◆ Data for the task ◆

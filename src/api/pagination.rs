use serde::Serialize;

const DEFAULT_LIMIT: i64 = 100;
const MAX_LIMIT: i64 = 1000;

pub(crate) const fn default_limit() -> i64 {
    DEFAULT_LIMIT
}

/// Offset window for list endpoints, clamped so it is always valid SQL.
#[derive(Debug, Clone, Copy, PartialEq, Eq)]
pub(crate) struct Page {
    pub(crate) skip: i64,
    pub(crate) limit: i64,
}

impl Page {
    pub(crate) fn new(skip: i64, limit: i64) -> Self {
        Self { skip: skip.max(0), limit: limit.clamp(1, MAX_LIMIT) }
    }
}

#[derive(Debug, Serialize)]
pub(crate) struct PaginatedResponse<T> {
    pub(crate) items: Vec<T>,
    pub(crate) total_count: i64,
    pub(crate) skip: i64,
    pub(crate) limit: i64,
}

impl<T> PaginatedResponse<T> {
    pub(crate) fn new(items: Vec<T>, total_count: i64, page: Page) -> Self {
        Self { items, total_count, skip: page.skip, limit: page.limit }
    }
}

#[cfg(test)]
mod tests {
    use super::Page;

    #[test]
    fn page_is_clamped_into_valid_range() {
        assert_eq!(Page::new(-5, 0), Page { skip: 0, limit: 1 });
        assert_eq!(Page::new(20, 50_000), Page { skip: 20, limit: 1000 });
        assert_eq!(Page::new(3, 25), Page { skip: 3, limit: 25 });
    }
}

◆ Description of the task ◆
Print each record word for word.

◆ Answer ◆
filename src/api/pagination.rs
use serde::Serialize;

const DEFAULT_LIMIT: i64 = 100;
const MAX_LIMIT: i64 = 1000;

pub(crate) const fn default_limit() -> i64 {
    DEFAULT_LIMIT
}

/// Offset window for list endpoints, clamped so it is always valid SQL.
#[derive(Debug, Clone, Copy, PartialEq, Eq)]
pub(crate) struct Page {
    pub(crate) skip: i64,
    pub(crate) limit: i64,
}

impl Page {
    pub(crate) fn new(skip: i64, limit: i64) -> Self {
        Self { skip: skip.max(0), limit: limit.clamp(1, MAX_LIMIT) }
    }
}

#[derive(Debug, Serialize)]
pub(crate) struct PaginatedResponse<T> {
    pub(crate) items: Vec<T>,
    pub(crate) total_count: i64,
    pub(crate) skip: i64,
    pub(crate) limit: i64,
}

impl<T> PaginatedResponse<T> {
    pub(crate) fn new(items: Vec<T>, total_count: i64, page: Page) -> Self {
        Self { items, total_count, skip: page.skip, limit: page.limit }
    }
}

#[cfg(test)]
mod tests {
    use super::Page;

    #[test]
    fn page_is_clamped_into_valid_range() {
        assert_eq!(Page::new(-5, 0), Page { skip: 0, limit: 1 });
        assert_eq!(Page::new(20, 50_000), Page { skip: 20, limit: 1000 });
        assert_eq!(Page::new(3, 25), Page { skip: 3, limit: 25 });
    }
}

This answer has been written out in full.